Wildfire Through Staffordshire – The Bilston Cholera Epidemic

Wildfire Through Staffordshire – Where Are the Graves is the first of a series of films presenting the work of Ian Henery, Walsall Poet Laureate.

The Bilston Cholera Epidemic had been covered in the narrative of the book, Wildfire Through Staffordshire with an accompanying poem. Ian had also written an article on the subject, with accompanying photographs of Sandfields Pumping Station for the Black Country Bugle newspaper, when he was asked by David Moore to write a poem to celebrate the lives of the people who died in the cholera epidemics of the mid ninetieth century.

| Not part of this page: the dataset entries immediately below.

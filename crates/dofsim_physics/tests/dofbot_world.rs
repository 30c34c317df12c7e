//! Integration tests: the embedded DOFBOT in a physics world

use std::fs;
use std::path::Path;

use dofsim_core::{builtin, MeshResolver, MeshSource};
use dofsim_physics::{ArmWorld, PhysicsConfig};

/// A small closed tetrahedron in ASCII STL
const TETRA_STL: &str = "solid tetra
facet normal 0 0 -1
 outer loop
  vertex 0 0 0
  vertex 0 0.02 0
  vertex 0.02 0 0
 endloop
endfacet
facet normal 0 -1 0
 outer loop
  vertex 0 0 0
  vertex 0.02 0 0
  vertex 0 0 0.02
 endloop
endfacet
facet normal -1 0 0
 outer loop
  vertex 0 0 0
  vertex 0 0 0.02
  vertex 0 0.02 0
 endloop
endfacet
facet normal 1 1 1
 outer loop
  vertex 0.02 0 0
  vertex 0 0.02 0
  vertex 0 0 0.02
 endloop
endfacet
endsolid tetra
";

fn write_meshes(dir: &Path) {
    for name in [
        "base_link",
        "link1",
        "link2_mm_simplified",
        "link3_mm_simplified",
        "link4_mm_simplified",
        "link5",
    ] {
        fs::write(dir.join(format!("{}.STL", name)), TETRA_STL).unwrap();
    }
}

fn dofbot_world(meshes: &mut MeshSource) -> ArmWorld {
    let model = builtin::dofbot().unwrap();
    ArmWorld::build(&model, &PhysicsConfig::default(), meshes).unwrap()
}

#[test]
fn test_builds_without_meshes() {
    let mut meshes = MeshSource::new(MeshResolver::new(Some("/nonexistent".into())));
    let world = dofbot_world(&mut meshes);

    assert_eq!(world.links().len(), 6);
    assert_eq!(world.joints().len(), 5);
    assert_eq!(world.dof(), 5);
    assert!(world.links().iter().all(|l| l.fallback_colliders == 1));
    let names: Vec<&str> = world.actuated_joint_names().collect();
    assert_eq!(names, vec!["joint1", "joint2", "joint3", "joint4", "joint5"]);
}

#[test]
fn test_builds_with_convex_hull_meshes() {
    let dir = tempfile::tempdir().unwrap();
    write_meshes(dir.path());
    let model = builtin::dofbot().unwrap();
    let mut meshes = MeshSource::for_model(&model, Some(dir.path().to_path_buf()));
    let world = dofbot_world(&mut meshes);

    assert!(world.links().iter().all(|l| l.fallback_colliders == 0));
    assert_eq!(meshes.cache().asset_count(), 6);
    let mass = world.link_mass("link1").unwrap();
    // 1000 kg/m^3 tetrahedron with 2 cm legs
    let expected = 1000.0 * 0.02_f32.powi(3) / 6.0;
    assert!((mass - expected).abs() < 1e-4, "mass {}", mass);
}

#[test]
fn test_rest_pose_matches_model() {
    let model = builtin::dofbot().unwrap();
    let mut meshes = MeshSource::default();
    let world = ArmWorld::build(&model, &PhysicsConfig::default(), &mut meshes).unwrap();
    let rest = model.rest_poses();
    for (name, pose) in world.link_poses() {
        let expected = rest[&name];
        assert!(
            (pose.translation.vector - expected.translation.vector).norm() < 1e-6,
            "{} misplaced",
            name
        );
    }
    for (_, state) in world.joint_states() {
        assert!(state.position.abs() < 1e-5);
    }
}

#[test]
fn test_bounded_run_stays_finite() {
    let mut meshes = MeshSource::default();
    let mut world = dofbot_world(&mut meshes);
    for t in 1..=101u32 {
        let t = t as f32;
        world.set_control(0, (t / 10.0).cos() * 0.01).unwrap();
        world.set_control(1, (t / 10.0).sin() * 0.01).unwrap();
        world.step();
    }
    assert_eq!(world.step_count(), 101);
    for (name, pose) in world.link_poses() {
        assert!(pose.translation.vector.iter().all(|c| c.is_finite()), "{} diverged", name);
    }
    let base = world.link_pose("base_link").unwrap();
    assert_eq!(base.translation.vector.norm(), 0.0);
}

#[test]
fn test_joint_limits_hold() {
    let mut meshes = MeshSource::default();
    let mut world = dofbot_world(&mut meshes);
    for _ in 0..1500 {
        world.step();
    }
    for joint in world.joints() {
        let state = world.joint_state(&joint.name).unwrap();
        // Impulse joints allow a little penetration past the stop
        let slack = 0.25;
        assert!(
            state.position > joint.limits.lower - slack && state.position < joint.limits.upper + slack,
            "{} at {}",
            joint.name,
            state.position
        );
    }
}
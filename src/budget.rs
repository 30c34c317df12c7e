//! Loop termination
//!
//! The simulation loop runs until the window closes. Setting the `TESTING`
//! environment variable (to any value) bounds it: the loop stops after the
//! step in which the counter first exceeds `run.test_steps`, so the default
//! of 100 gives exactly 101 steps.

use crate::config::RunConfig;

/// Environment variable that bounds the loop for automated runs
pub const TESTING_VAR: &str = "TESTING";

/// Decides when the step loop ends
#[derive(Debug, Clone, Copy, PartialEq, Eq)]
pub struct StepBudget {
    testing: bool,
    test_steps: u64,
    max_steps: Option<u64>,
}

impl StepBudget {
    /// A budget that never stops the loop
    pub fn unbounded() -> Self {
        Self {
            testing: false,
            test_steps: 0,
            max_steps: None,
        }
    }

    /// Budget from the run configuration, without looking at the environment
    pub fn new(run: &RunConfig) -> Self {
        Self {
            testing: false,
            test_steps: run.test_steps,
            max_steps: run.max_steps,
        }
    }

    /// Budget from the run configuration and the `TESTING` variable
    pub fn from_env(run: &RunConfig) -> Self {
        let testing = std::env::var_os(TESTING_VAR).is_some();
        if testing {
            log::info!(
                "{} is set; stopping after step {}",
                TESTING_VAR,
                run.test_steps + 1
            );
        }
        Self::new(run).with_testing(testing)
    }

    /// Turn the testing bound on or off
    pub fn with_testing(mut self, testing: bool) -> Self {
        self.testing = testing;
        self
    }

    /// Whether the testing bound is active
    pub fn is_testing(&self) -> bool {
        self.testing
    }

    /// Whether the loop will end on its own
    pub fn is_bounded(&self) -> bool {
        self.testing || self.max_steps.is_some()
    }

    /// Check the counter after a completed step
    pub fn should_stop(&self, t: u64) -> bool {
        (self.testing && t > self.test_steps) || self.max_steps.is_some_and(|max| t >= max)
    }
}

impl Default for StepBudget {
    fn default() -> Self {
        Self::unbounded()
    }
}
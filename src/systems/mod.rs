//! Application systems
//!
//! The pieces the windowed loop is assembled from.

mod render;
mod simulation;
mod window;

pub use render::{RenderError, RenderSystem};
pub use simulation::{SimulationResult, SimulationSystem};
pub use window::{WindowError, WindowSystem};
//! WGPU context: surface, device and queue for a window

use std::sync::Arc;

use winit::dpi::PhysicalSize;
use winit::window::Window;

/// Failure to bring up the GPU
#[derive(Debug)]
pub enum ContextError {
    /// The window cannot back a surface
    Surface(wgpu::CreateSurfaceError),
    /// No adapter can present to the surface
    NoAdapter,
    /// The adapter refused to create a device
    Device(wgpu::RequestDeviceError),
}

impl std::fmt::Display for ContextError {
    fn fmt(&self, f: &mut std::fmt::Formatter<'_>) -> std::fmt::Result {
        match self {
            ContextError::Surface(e) => write!(f, "Failed to create surface: {}", e),
            ContextError::NoAdapter => write!(f, "No compatible GPU adapter found"),
            ContextError::Device(e) => write!(f, "Failed to create device: {}", e),
        }
    }
}

impl std::error::Error for ContextError {
    fn source(&self) -> Option<&(dyn std::error::Error + 'static)> {
        match self {
            ContextError::Surface(e) => Some(e),
            ContextError::Device(e) => Some(e),
            ContextError::NoAdapter => None,
        }
    }
}

/// GPU state tied to one window
pub struct RenderContext {
    pub surface: wgpu::Surface<'static>,
    pub device: wgpu::Device,
    pub queue: wgpu::Queue,
    pub config: wgpu::SurfaceConfiguration,
    pub size: PhysicalSize<u32>,
}

impl RenderContext {
    /// Create a context with vsync enabled
    pub async fn new(window: Arc<Window>) -> Result<Self, ContextError> {
        Self::with_vsync(window, true).await
    }

    /// Create a context, choosing the present mode from `vsync`
    pub async fn with_vsync(window: Arc<Window>, vsync: bool) -> Result<Self, ContextError> {
        let size = window.inner_size();

        let instance = wgpu::Instance::new(&wgpu::InstanceDescriptor {
            backends: wgpu::Backends::PRIMARY,
            ..Default::default()
        });
        let surface = instance
            .create_surface(window)
            .map_err(ContextError::Surface)?;

        let adapter = instance
            .request_adapter(&wgpu::RequestAdapterOptions {
                power_preference: wgpu::PowerPreference::default(),
                compatible_surface: Some(&surface),
                force_fallback_adapter: false,
            })
            .await
            .ok_or(ContextError::NoAdapter)?;
        log::info!("Using GPU adapter: {}", adapter.get_info().name);

        let (device, queue) = adapter
            .request_device(
                &wgpu::DeviceDescriptor {
                    label: Some("dofsim device"),
                    required_features: wgpu::Features::empty(),
                    required_limits: wgpu::Limits::default(),
                    memory_hints: wgpu::MemoryHints::default(),
                },
                None,
            )
            .await
            .map_err(ContextError::Device)?;

        let caps = surface.get_capabilities(&adapter);
        let format = caps
            .formats
            .iter()
            .copied()
            .find(|f| f.is_srgb())
            .or_else(|| caps.formats.first().copied())
            .ok_or(ContextError::NoAdapter)?;
        let present_mode = if vsync {
            wgpu::PresentMode::AutoVsync
        } else {
            wgpu::PresentMode::AutoNoVsync
        };

        let config = wgpu::SurfaceConfiguration {
            usage: wgpu::TextureUsages::RENDER_ATTACHMENT,
            format,
            width: size.width.max(1),
            height: size.height.max(1),
            present_mode,
            alpha_mode: caps
                .alpha_modes
                .first()
                .copied()
                .unwrap_or(wgpu::CompositeAlphaMode::Auto),
            view_formats: vec![],
            desired_maximum_frame_latency: 2,
        };
        surface.configure(&device, &config);

        Ok(Self {
            surface,
            device,
            queue,
            config,
            size,
        })
    }

    /// Reconfigure the surface for a new window size
    pub fn resize(&mut self, new_size: PhysicalSize<u32>) {
        if new_size.width > 0 && new_size.height > 0 {
            self.size = new_size;
            self.config.width = new_size.width;
            self.config.height = new_size.height;
            self.surface.configure(&self.device, &self.config);
        }
    }

    /// Reconfigure with the current size, after the surface was lost
    pub fn reconfigure(&mut self) {
        self.resize(self.size);
    }

    /// Width over height
    pub fn aspect_ratio(&self) -> f32 {
        self.size.width.max(1) as f32 / self.size.height.max(1) as f32
    }
}
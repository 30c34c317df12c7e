//! Window management system
//!
//! Handles window creation, fullscreen toggle, and title updates.

use std::sync::Arc;
use winit::{
    event_loop::ActiveEventLoop,
    window::{Fullscreen, Window},
};

use crate::config::WindowConfig;

/// Manages the application window
pub struct WindowSystem {
    window: Arc<Window>,
    base_title: String,
}

impl WindowSystem {
    /// Create window from config
    pub fn create(event_loop: &ActiveEventLoop, config: &WindowConfig) -> Result<Self, WindowError> {
        let mut attrs = Window::default_attributes()
            .with_title(&config.title)
            .with_inner_size(winit::dpi::LogicalSize::new(config.width, config.height));

        if config.fullscreen {
            attrs = attrs.with_fullscreen(Some(Fullscreen::Borderless(None)));
        }

        let window = Arc::new(
            event_loop
                .create_window(attrs)
                .map_err(|e| WindowError::CreationFailed(e.to_string()))?,
        );

        Ok(Self {
            window,
            base_title: config.title.clone(),
        })
    }

    /// Get window reference (for RenderContext creation)
    pub fn window(&self) -> &Arc<Window> {
        &self.window
    }

    /// Toggle fullscreen mode
    pub fn toggle_fullscreen(&self) {
        let new_fullscreen = if self.window.fullscreen().is_some() {
            None
        } else {
            Some(Fullscreen::Borderless(None))
        };
        self.window.set_fullscreen(new_fullscreen);
    }

    /// Update window title with simulation state
    pub fn update_title(&self, t: u64, sim_time: f64, paused: bool) {
        self.window
            .set_title(&format_title(&self.base_title, t, sim_time, paused));
    }

    /// Request a redraw
    pub fn request_redraw(&self) {
        self.window.request_redraw();
    }
}

fn format_title(base: &str, t: u64, sim_time: f64, paused: bool) -> String {
    let state = if paused { " [paused]" } else { "" };
    format!("{} - step {} t={:.3}s{}", base, t, sim_time, state)
}

#[derive(Debug)]
pub enum WindowError {
    CreationFailed(String),
}

impl std::fmt::Display for WindowError {
    fn fmt(&self, f: &mut std::fmt::Formatter<'_>) -> std::fmt::Result {
        match self {
            WindowError::CreationFailed(msg) => write!(f, "Window creation failed: {}", msg),
        }
    }
}

impl std::error::Error for WindowError {}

These films are inspired by the book that presents Osborne’s Map of the Grand Junction Railway. The book contains many thought provoking poems have been specially created by Ian, adding a new dimension to Osborne’s observations.

Osborne’s Map of the Grand Junction Railway was the first of an increasing number of maps, guides and handbooks, which were produced as new railways opened across the country.

All were eager to expound the virtues of their great railways, and the marvellous feats of the Victorian engineers. A similar publication, Bradshaw’s guide is the subject of a recent television series; however it was in fact a set of timetables, and did not contain any tourist information as did Osborne’s Map. The Bradshaw’s Handbooks for tourists in Great Britain and Ireland was not actually published until 1860 and were a rival publication to Osborne’s original Railway guides.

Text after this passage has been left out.